David Jones a commencé à faire de la musique à l’âge de 13 ans, apprenant le saxophone alors qu’il était à la Bromley Technical High School ; un autre événement charnière s’est produit à l’école, lorsque sa pupille gauche s’est dilatée de façon permanente lors d’une bagarre dans la cour de récréation. Après avoir obtenu son diplôme à 16 ans, il travaille comme artiste commercial tout en jouant du saxophone dans un certain nombre de groupes mod, notamment les King Bees, les Manish Boys (qui comptaient également Jimmy Page comme homme de session), et Davey Jones & the Lower Third. Ces trois groupes ont sorti des singles, qui ont été généralement ignorés, mais il a continué à se produire, changeant son nom en David Bowie en 1966 après que Davy Jones des Monkees soit devenu une star internationale. Au cours de l’année 1966, il sort trois singles modulaires sur Pye Records, qui sont tous ignorés. L’année suivante, il signe avec Deram, et sort cette année-là le David Bowie de style music-hall, à la Anthony Newley. Après avoir terminé le disque, il passe plusieurs semaines dans un monastère bouddhiste écossais.
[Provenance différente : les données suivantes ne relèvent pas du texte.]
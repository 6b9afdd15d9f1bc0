//! Authentication primitives.
//!
//! - [`jwt`] -- signed customer tokens.
//! - [`cookies`] -- reading and building the storefront's cookies.

pub mod cookies;
pub mod jwt;
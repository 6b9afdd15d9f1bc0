//! In-memory session carts.
//!
//! Carts are keyed by the random id in the `cart_session` cookie. The store
//! only holds references (laptop and spare part ids); prices are resolved
//! from the admin API whenever a cart is read. Concurrent writes to one
//! cart are serialized by the lock; the last write wins.
//!
//! Only non-empty carts are stored. A cart untouched for longer than the
//! store's TTL reads as empty and is dropped by [`CartStore::sweep_expired`].

use std::collections::HashMap;
use std::convert::Infallible;
use std::time::{Duration, Instant};

use axum::extract::FromRequestParts;
use axum::http::header::SET_COOKIE;
use axum::http::request::Parts;
use axum::http::HeaderName;
use inventory_core::cart::Cart;
use tokio::sync::RwLock;
use uuid::Uuid;

use crate::auth::cookies::{cart_cookie, read_cookie, CART_COOKIE};
use crate::state::AppState;

#[derive(Debug)]
struct StoredCart {
    cart: Cart,
    touched: Instant,
}

impl StoredCart {
    fn is_live(&self, now: Instant, ttl: Duration) -> bool {
        now.saturating_duration_since(self.touched) < ttl
    }
}

#[derive(Debug)]
pub struct CartStore {
    carts: RwLock<HashMap<String, StoredCart>>,
    ttl: Duration,
}

impl CartStore {
    /// A store whose carts expire `ttl` after their last change.
    pub fn new(ttl: Duration) -> Self {
        Self {
            carts: RwLock::new(HashMap::new()),
            ttl,
        }
    }

    pub fn ttl(&self) -> Duration {
        self.ttl
    }

    /// A copy of the session's cart; empty when none exists or it expired.
    pub async fn get(&self, session_id: &str) -> Cart {
        let now = Instant::now();
        self.carts
            .read()
            .await
            .get(session_id)
            .filter(|stored| stored.is_live(now, self.ttl))
            .map(|stored| stored.cart.clone())
            .unwrap_or_default()
    }

    /// Run `f` against the session's cart.
    ///
    /// The cart is stored only if `f` leaves it non-empty, so requests that
    /// merely touch an empty cart never grow the store.
    pub async fn update<R>(&self, session_id: &str, f: impl FnOnce(&mut Cart) -> R) -> R {
        let now = Instant::now();
        let mut carts = self.carts.write().await;
        let mut cart = carts
            .remove(session_id)
            .filter(|stored| stored.is_live(now, self.ttl))
            .map(|stored| stored.cart)
            .unwrap_or_default();

        let result = f(&mut cart);
        if !cart.is_empty() {
            carts.insert(
                session_id.to_string(),
                StoredCart {
                    cart,
                    touched: now,
                },
            );
        }
        result
    }

    /// Drop the session's cart entirely.
    pub async fn clear(&self, session_id: &str) {
        self.carts.write().await.remove(session_id);
    }

    /// Remove every expired cart, returning how many were dropped.
    pub async fn sweep_expired(&self) -> usize {
        let now = Instant::now();
        let mut carts = self.carts.write().await;
        let before = carts.len();
        carts.retain(|_, stored| stored.is_live(now, self.ttl));
        before - carts.len()
    }

    /// Number of sessions holding a cart.
    pub async fn session_count(&self) -> usize {
        self.carts.read().await.len()
    }
}

/// The visitor's cart session, read from the `cart_session` cookie.
///
/// A visitor without the cookie gets a fresh id; handlers return
/// [`CartSession::set_cookie`] so the browser keeps it.
#[derive(Debug, Clone)]
pub struct CartSession {
    pub id: String,
    fresh: bool,
    secure: bool,
}

impl CartSession {
    /// `Set-Cookie` header for a newly issued session, nothing otherwise.
    pub fn set_cookie(&self) -> Option<(HeaderName, String)> {
        self.fresh
            .then(|| (SET_COOKIE, cart_cookie(&self.id, self.secure)))
    }
}

impl FromRequestParts<AppState> for CartSession {
    type Rejection = Infallible;

    async fn from_request_parts(
        parts: &mut Parts,
        state: &AppState,
    ) -> Result<Self, Self::Rejection> {
        let secure = state.config.cookie_secure;
        let existing = read_cookie(&parts.headers, CART_COOKIE)
            .filter(|id| Uuid::parse_str(id).is_ok());

        Ok(match existing {
            Some(id) => CartSession {
                id,
                fresh: false,
                secure,
            },
            None => CartSession {
                id: Uuid::new_v4().to_string(),
                fresh: true,
                secure,
            },
        })
    }
}

#[cfg(test)]
mod tests {
    use super::*;

    const DAY: Duration = Duration::from_secs(24 * 3600);

    #[tokio::test]
    async fn carts_are_isolated_per_session() {
        let store = CartStore::new(DAY);
        store
            .update("a", |cart| cart.add(1, vec![], None))
            .await
            .unwrap();

        assert_eq!(store.get("a").await.laptop_ids(), vec![1]);
        assert!(store.get("b").await.is_empty());
    }

    #[tokio::test]
    async fn clear_removes_the_session() {
        let store = CartStore::new(DAY);
        store
            .update("a", |cart| cart.add(1, vec![2], None))
            .await
            .unwrap();
        assert_eq!(store.session_count().await, 1);

        store.clear("a").await;
        assert!(store.get("a").await.is_empty());
        assert_eq!(store.session_count().await, 0);
    }

    #[tokio::test]
    async fn emptying_a_cart_removes_the_session() {
        let store = CartStore::new(DAY);
        for i in 0..100 {
            let count = store
                .update(&format!("visitor-{i}"), |cart| {
                    cart.remove(1);
                    cart.len()
                })
                .await;
            assert_eq!(count, 0);
        }
        assert_eq!(store.session_count().await, 0);

        store
            .update("a", |cart| cart.add(1, vec![], None))
            .await
            .unwrap();
        store.update("a", |cart| cart.remove(1)).await;
        assert_eq!(store.session_count().await, 0);
    }

    #[tokio::test]
    async fn rejected_add_does_not_store_a_cart() {
        let store = CartStore::new(DAY);
        let result = store.update("a", |cart| cart.add(1, vec![], Some(3))).await;
        assert!(result.is_err());
        assert_eq!(store.session_count().await, 0);
    }

    #[tokio::test]
    async fn expired_carts_read_empty_and_are_swept() {
        let store = CartStore::new(Duration::ZERO);
        store
            .update("a", |cart| cart.add(1, vec![], None))
            .await
            .unwrap();
        assert_eq!(store.session_count().await, 1);
        assert!(store.get("a").await.is_empty());

        assert_eq!(store.sweep_expired().await, 1);
        assert_eq!(store.session_count().await, 0);
    }

    #[tokio::test]
    async fn live_carts_survive_a_sweep() {
        let store = CartStore::new(DAY);
        store
            .update("a", |cart| cart.add(1, vec![], None))
            .await
            .unwrap();
        assert_eq!(store.sweep_expired().await, 0);
        assert_eq!(store.get("a").await.laptop_ids(), vec![1]);
    }

    #[test]
    fn only_fresh_sessions_set_a_cookie() {
        let fresh = CartSession {
            id: "abc".into(),
            fresh: true,
            secure: false,
        };
        let (_, value) = fresh.set_cookie().unwrap();
        assert!(value.starts_with("cart_session=abc"));

        let existing = CartSession {
            fresh: false,
            ..fresh
        };
        assert!(existing.set_cookie().is_none());
    }
}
Après avoir quitté le monastère, il étudie avec la troupe de mime de Lindsay Kemp et forme sa propre compagnie de mime, les Feathers, en 1969. Les Feathers sont éphémères, et il forme le groupe d’art expérimental Beckenham Arts Lab en 1969.
Bowie a besoin de financer les Arts Lab, il signe donc avec Mercury Records cette année-là et sort Man of Words, Man of Music, un album trippant d’auteur-compositeur-interprète sur lequel figure « Space Oddity ». La chanson sort en single et devient un grand succès au Royaume-Uni, ce qui convainc Bowie de se concentrer sur la musique. Retrouvant son vieil ami Marc Bolan, il commence à mimer certains concerts du T. Rex de Bolan, puis part en tournée avec Bolan, le bassiste/producteur Tony Visconti, le guitariste Mick Ronson et le batteur Cambridge as Hype. Le groupe se sépare rapidement, mais Bowie et Ronson restent proches, travaillant sur le matériel qui formera l’album suivant de Bowie, The Man Who Sold the World, et recrutant Michael « Woody » Woodmansey comme batteur. Produit par Tony Visconti, qui joue également de la basse, The Man Who Sold the World est un album de rock à guitare lourde qui n’a pas réussi à attirer l’attention. Bowie suit l’album à la fin de 1971 avec le pop/rock Hunky Dory, un album auquel participent Ronson et le claviériste Rick Wakeman.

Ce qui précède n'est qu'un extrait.